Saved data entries
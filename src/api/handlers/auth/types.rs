//! Request/response types for auth endpoints.

use serde::{Deserialize, Serialize};
use time::format_description::well_known::Rfc3339;
use utoipa::ToSchema;

use super::storage::AccountRecord;

#[derive(ToSchema, Serialize, Deserialize, Debug)]
pub struct RegisterRequest {
    pub email: String,
    pub name: String,
    pub password: String,
}

#[derive(ToSchema, Serialize, Deserialize, Debug)]
pub struct LoginRequest {
    pub email: String,
    pub password: String,
}

#[derive(ToSchema, Serialize, Deserialize, Debug)]
pub struct VerifyEmailRequest {
    pub token: String,
}

#[derive(ToSchema, Serialize, Deserialize, Debug)]
pub struct ResetPasswordRequestRequest {
    pub email: String,
}

#[derive(ToSchema, Serialize, Deserialize, Debug)]
#[serde(rename_all = "camelCase")]
pub struct ResetPasswordRequest {
    pub token: String,
    pub new_password: String,
    pub confirm_password: String,
}

#[derive(ToSchema, Serialize, Deserialize, Debug)]
pub struct MessageResponse {
    pub message: String,
}

impl MessageResponse {
    pub(super) fn new(message: &str) -> Self {
        Self {
            message: message.to_string(),
        }
    }
}

/// Account view with the password digest stripped.
#[derive(ToSchema, Serialize, Deserialize, Debug)]
#[serde(rename_all = "camelCase")]
pub struct UserResponse {
    pub id: String,
    pub email: String,
    pub name: String,
    pub is_email_verified: bool,
    pub created_at: String,
}

impl UserResponse {
    pub(super) fn from_record(record: &AccountRecord) -> Self {
        Self {
            id: record.id.to_string(),
            email: record.email.clone(),
            name: record.name.clone(),
            is_email_verified: record.email_verified,
            created_at: record
                .created_at
                .format(&Rfc3339)
                .unwrap_or_else(|_| record.created_at.to_string()),
        }
    }
}

#[derive(ToSchema, Serialize, Deserialize, Debug)]
pub struct LoginResponse {
    pub message: String,
    pub user: UserResponse,
    pub token: String,
}

#[cfg(test)]
mod tests {
    use super::*;
    use anyhow::{Context, Result};

    #[test]
    fn register_request_round_trips() -> Result<()> {
        let request = RegisterRequest {
            email: "alice@example.com".to_string(),
            name: "Alice".to_string(),
            password: "pw1".to_string(),
        };
        let value = serde_json::to_value(&request)?;
        let email = value
            .get("email")
            .and_then(serde_json::Value::as_str)
            .context("missing email")?;
        assert_eq!(email, "alice@example.com");
        let decoded: RegisterRequest = serde_json::from_value(value)?;
        assert_eq!(decoded.name, "Alice");
        Ok(())
    }

    #[test]
    fn reset_password_request_uses_camel_case() -> Result<()> {
        let request: ResetPasswordRequest = serde_json::from_value(serde_json::json!({
            "token": "t",
            "newPassword": "pw2",
            "confirmPassword": "pw2",
        }))?;
        assert_eq!(request.new_password, "pw2");
        assert_eq!(request.confirm_password, "pw2");
        Ok(())
    }

    #[test]
    fn user_response_serializes_camel_case() -> Result<()> {
        let response = UserResponse {
            id: "id".to_string(),
            email: "alice@example.com".to_string(),
            name: "Alice".to_string(),
            is_email_verified: true,
            created_at: "2026-01-01T00:00:00Z".to_string(),
        };
        let value = serde_json::to_value(&response)?;
        assert_eq!(
            value.get("isEmailVerified"),
            Some(&serde_json::Value::Bool(true))
        );
        assert!(value.get("createdAt").is_some());
        Ok(())
    }
}
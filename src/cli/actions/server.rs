use crate::api;
use crate::api::handlers::auth::{AllowAllGate, AppConfig, AuthState, TokenIssuer};
use crate::api::mailer::LogMailer;
use crate::cli::{actions::Action, globals::GlobalArgs};
use anyhow::{anyhow, Result};
use base64ct::{Base64UrlUnpadded, Encoding};
use secrecy::ExposeSecret;
use std::sync::Arc;
use url::Url;

/// Handle the server action
pub async fn handle(action: Action, globals: &GlobalArgs) -> Result<()> {
    match action {
        Action::Server { port, dsn } => {
            // Fail early on an unparseable DSN instead of inside the pool.
            Url::parse(&dsn)?;

            let seed = decode_token_seed(globals.token_seed.expose_secret())?;

            let config = AppConfig::new(globals.frontend_url.clone());
            let auth_state = Arc::new(AuthState::new(
                config,
                TokenIssuer::from_seed(seed),
                Arc::new(AllowAllGate),
                Arc::new(LogMailer),
            ));

            api::new(port, dsn, auth_state).await?;
        }
        Action::RepairMembers { .. } => {
            return Err(anyhow!("unexpected action for server handler"));
        }
    }

    Ok(())
}

/// Decode the base64url (unpadded) token seed into 32 key bytes.
fn decode_token_seed(encoded: &str) -> Result<[u8; 32]> {
    let bytes = Base64UrlUnpadded::decode_vec(encoded.trim())
        .map_err(|_| anyhow!("token seed is not valid base64url"))?;
    let seed: [u8; 32] = bytes
        .try_into()
        .map_err(|_| anyhow!("token seed must decode to exactly 32 bytes"))?;
    Ok(seed)
}

#[cfg(test)]
mod tests {
    use super::decode_token_seed;
    use base64ct::{Base64UrlUnpadded, Encoding};

    #[test]
    fn decode_token_seed_round_trip() {
        let encoded = Base64UrlUnpadded::encode_string(&[7u8; 32]);
        let seed = decode_token_seed(&encoded).expect("seed should decode");
        assert_eq!(seed, [7u8; 32]);
    }

    #[test]
    fn decode_token_seed_rejects_bad_input() {
        assert!(decode_token_seed("not base64url!").is_err());

        let short = Base64UrlUnpadded::encode_string(&[7u8; 16]);
        assert!(decode_token_seed(&short).is_err());
    }
}
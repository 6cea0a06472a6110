use anyhow::Result;
use laboro::cli::{actions, actions::Action, start};

// Main function
#[tokio::main]
async fn main() -> Result<()> {
    // Start the program
    let (action, globals) = start()?;

    // Handle the action
    match action {
        Action::Server { .. } => actions::server::handle(action, &globals).await?,
        Action::RepairMembers { .. } => actions::repair::handle(action).await?,
    }

    Ok(())
}
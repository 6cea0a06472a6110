//! OpenAPI document for the service, served through Swagger UI.

use utoipa::OpenApi;

use crate::api::handlers::{auth, health, projects, root, tasks, workspaces};

#[derive(OpenApi)]
#[openapi(
    paths(
        root::root,
        health::health,
        auth::signup::register,
        auth::login::login,
        auth::verification::verify_email,
        auth::reset::reset_password_request,
        auth::reset::reset_password,
        workspaces::create_workspace,
        workspaces::list_workspaces,
        projects::create_project,
        projects::get_project,
        projects::get_project_tasks,
        tasks::create_task,
        tasks::update_task_status,
        tasks::archive_task,
    ),
    components(schemas(
        health::Health,
        auth::types::MessageResponse,
        auth::types::RegisterRequest,
        auth::types::LoginRequest,
        auth::types::LoginResponse,
        auth::types::UserResponse,
        auth::types::VerifyEmailRequest,
        auth::types::ResetPasswordRequestRequest,
        auth::types::ResetPasswordRequest,
        workspaces::CreateWorkspaceRequest,
        workspaces::WorkspaceResponse,
        projects::CreateProjectRequest,
        projects::MemberResponse,
        projects::ProjectResponse,
        projects::ProjectTasksResponse,
        projects::status::ProjectStatus,
        projects::status::TaskStatus,
        tasks::CreateTaskRequest,
        tasks::UpdateTaskStatusRequest,
        tasks::TaskResponse,
    )),
    tags(
        (name = "root", description = "Service banner"),
        (name = "health", description = "Liveness and database health"),
        (name = "auth", description = "Account lifecycle: register, verify, login, reset"),
        (name = "workspaces", description = "Workspaces and member rosters"),
        (name = "projects", description = "Projects with snapshotted member lists"),
        (name = "tasks", description = "Tasks feeding the project status aggregate"),
    )
)]
struct ApiDoc;

#[must_use]
pub fn openapi() -> utoipa::openapi::OpenApi {
    ApiDoc::openapi()
}

#[cfg(test)]
mod tests {
    use super::openapi;

    #[test]
    fn openapi_lists_the_auth_routes() {
        let doc = openapi();
        let paths = &doc.paths.paths;
        assert!(paths.contains_key("/auth/register"));
        assert!(paths.contains_key("/auth/login"));
        assert!(paths.contains_key("/auth/verify-email"));
        assert!(paths.contains_key("/auth/reset-password-request"));
        assert!(paths.contains_key("/auth/reset-password"));
    }

    #[test]
    fn openapi_lists_the_project_routes() {
        let doc = openapi();
        let paths = &doc.paths.paths;
        assert!(paths.contains_key("/workspaces"));
        assert!(paths.contains_key("/workspaces/{workspace_id}/projects"));
        assert!(paths.contains_key("/projects/{project_id}"));
        assert!(paths.contains_key("/projects/{project_id}/tasks"));
        assert!(paths.contains_key("/tasks/{task_id}/status"));
        assert!(paths.contains_key("/tasks/{task_id}/archive"));
    }
}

### DIRECTIONS FOR THIS TASK:
Lines from the start of the entries through the one containing "pub(super) fn new(message: &str)" are to be set down again exactly, both ends included.

### WORKED SOLUTION:
filename src/api/handlers/auth/types.rs
//! Request/response types for auth endpoints.

use serde::{Deserialize, Serialize};
use time::format_description::well_known::Rfc3339;
use utoipa::ToSchema;

use super::storage::AccountRecord;

#[derive(ToSchema, Serialize, Deserialize, Debug)]
pub struct RegisterRequest {
    pub email: String,
    pub name: String,
    pub password: String,
}

#[derive(ToSchema, Serialize, Deserialize, Debug)]
pub struct LoginRequest {
    pub email: String,
    pub password: String,
}

#[derive(ToSchema, Serialize, Deserialize, Debug)]
pub struct VerifyEmailRequest {
    pub token: String,
}

#[derive(ToSchema, Serialize, Deserialize, Debug)]
pub struct ResetPasswordRequestRequest {
    pub email: String,
}

#[derive(ToSchema, Serialize, Deserialize, Debug)]
#[serde(rename_all = "camelCase")]
pub struct ResetPasswordRequest {
    pub token: String,
    pub new_password: String,
    pub confirm_password: String,
}

#[derive(ToSchema, Serialize, Deserialize, Debug)]
pub struct MessageResponse {
    pub message: String,
}

impl MessageResponse {
    pub(super) fn new(message: &str) -> Self {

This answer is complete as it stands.